_Task_
A line containing "fn program_name(args: &[String])" appears in the material below. Return exactly every line from the first through that one, and only those.

_Raw data_

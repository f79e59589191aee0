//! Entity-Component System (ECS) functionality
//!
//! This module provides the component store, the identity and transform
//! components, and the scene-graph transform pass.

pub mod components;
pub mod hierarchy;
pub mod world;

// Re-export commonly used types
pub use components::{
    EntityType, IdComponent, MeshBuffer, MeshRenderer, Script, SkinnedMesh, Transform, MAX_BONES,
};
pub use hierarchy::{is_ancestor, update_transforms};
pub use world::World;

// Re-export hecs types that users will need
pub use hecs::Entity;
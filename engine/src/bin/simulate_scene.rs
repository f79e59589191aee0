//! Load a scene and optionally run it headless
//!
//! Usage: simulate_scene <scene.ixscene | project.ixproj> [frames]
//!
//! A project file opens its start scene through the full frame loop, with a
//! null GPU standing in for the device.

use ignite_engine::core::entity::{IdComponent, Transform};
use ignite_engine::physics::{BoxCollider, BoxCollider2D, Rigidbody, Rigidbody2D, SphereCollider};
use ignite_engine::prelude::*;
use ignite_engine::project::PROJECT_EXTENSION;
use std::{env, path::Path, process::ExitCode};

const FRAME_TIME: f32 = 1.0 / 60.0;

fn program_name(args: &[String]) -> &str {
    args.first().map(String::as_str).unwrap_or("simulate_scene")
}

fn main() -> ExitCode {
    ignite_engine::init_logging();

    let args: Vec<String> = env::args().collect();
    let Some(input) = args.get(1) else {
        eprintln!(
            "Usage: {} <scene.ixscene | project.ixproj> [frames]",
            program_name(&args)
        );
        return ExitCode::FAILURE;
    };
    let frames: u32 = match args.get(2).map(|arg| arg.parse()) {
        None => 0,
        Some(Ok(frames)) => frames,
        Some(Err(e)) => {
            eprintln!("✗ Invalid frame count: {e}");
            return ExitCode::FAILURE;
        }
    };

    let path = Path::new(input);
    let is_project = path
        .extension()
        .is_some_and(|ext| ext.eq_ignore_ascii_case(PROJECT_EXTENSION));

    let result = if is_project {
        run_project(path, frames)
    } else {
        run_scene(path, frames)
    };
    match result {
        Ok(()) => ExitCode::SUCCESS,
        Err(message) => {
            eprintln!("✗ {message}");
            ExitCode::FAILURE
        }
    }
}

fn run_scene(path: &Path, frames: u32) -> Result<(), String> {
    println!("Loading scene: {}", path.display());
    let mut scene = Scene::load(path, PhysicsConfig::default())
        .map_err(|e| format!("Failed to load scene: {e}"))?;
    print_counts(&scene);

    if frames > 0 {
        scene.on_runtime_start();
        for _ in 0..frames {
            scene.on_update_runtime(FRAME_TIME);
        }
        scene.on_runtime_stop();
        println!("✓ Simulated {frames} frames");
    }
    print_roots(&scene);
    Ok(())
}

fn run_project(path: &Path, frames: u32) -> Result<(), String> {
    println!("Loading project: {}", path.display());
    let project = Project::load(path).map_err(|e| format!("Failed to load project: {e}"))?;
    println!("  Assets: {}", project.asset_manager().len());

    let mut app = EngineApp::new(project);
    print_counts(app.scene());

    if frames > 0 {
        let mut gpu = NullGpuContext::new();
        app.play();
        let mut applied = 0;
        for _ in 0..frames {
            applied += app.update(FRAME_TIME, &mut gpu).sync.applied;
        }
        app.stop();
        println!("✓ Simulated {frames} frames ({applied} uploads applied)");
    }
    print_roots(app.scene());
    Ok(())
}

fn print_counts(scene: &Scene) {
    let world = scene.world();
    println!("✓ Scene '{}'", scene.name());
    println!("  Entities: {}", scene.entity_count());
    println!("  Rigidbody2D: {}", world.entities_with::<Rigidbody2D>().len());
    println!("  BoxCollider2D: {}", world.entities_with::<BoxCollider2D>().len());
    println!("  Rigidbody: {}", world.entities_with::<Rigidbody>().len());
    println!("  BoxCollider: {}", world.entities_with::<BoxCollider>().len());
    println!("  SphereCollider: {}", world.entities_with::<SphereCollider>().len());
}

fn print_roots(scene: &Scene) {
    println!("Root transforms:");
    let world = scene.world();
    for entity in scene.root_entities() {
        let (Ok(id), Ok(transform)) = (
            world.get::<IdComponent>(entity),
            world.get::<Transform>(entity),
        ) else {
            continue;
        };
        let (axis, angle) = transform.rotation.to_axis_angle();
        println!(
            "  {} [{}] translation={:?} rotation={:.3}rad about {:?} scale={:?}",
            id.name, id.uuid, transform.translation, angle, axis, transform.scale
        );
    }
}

_Response_
repository f79e59589191aee0
//! Entity-Component System (ECS) functionality
//!
//! This module provides the component store, the identity and transform
//! components, and the scene-graph transform pass.

pub mod components;
pub mod hierarchy;
pub mod world;

// Re-export commonly used types
pub use components::{
    EntityType, IdComponent, MeshBuffer, MeshRenderer, Script, SkinnedMesh, Transform, MAX_BONES,
};
pub use hierarchy::{is_ancestor, update_transforms};
pub use world::World;

// Re-export hecs types that users will need
pub use hecs::Entity;
filename engine/src/bin/simulate_scene.rs
repository f79e59589191aee0
//! Load a scene and optionally run it headless
//!
//! Usage: simulate_scene <scene.ixscene | project.ixproj> [frames]
//!
//! A project file opens its start scene through the full frame loop, with a
//! null GPU standing in for the device.

use ignite_engine::core::entity::{IdComponent, Transform};
use ignite_engine::physics::{BoxCollider, BoxCollider2D, Rigidbody, Rigidbody2D, SphereCollider};
use ignite_engine::prelude::*;
use ignite_engine::project::PROJECT_EXTENSION;
use std::{env, path::Path, process::ExitCode};

const FRAME_TIME: f32 = 1.0 / 60.0;

fn program_name(args: &[String]) -> &str {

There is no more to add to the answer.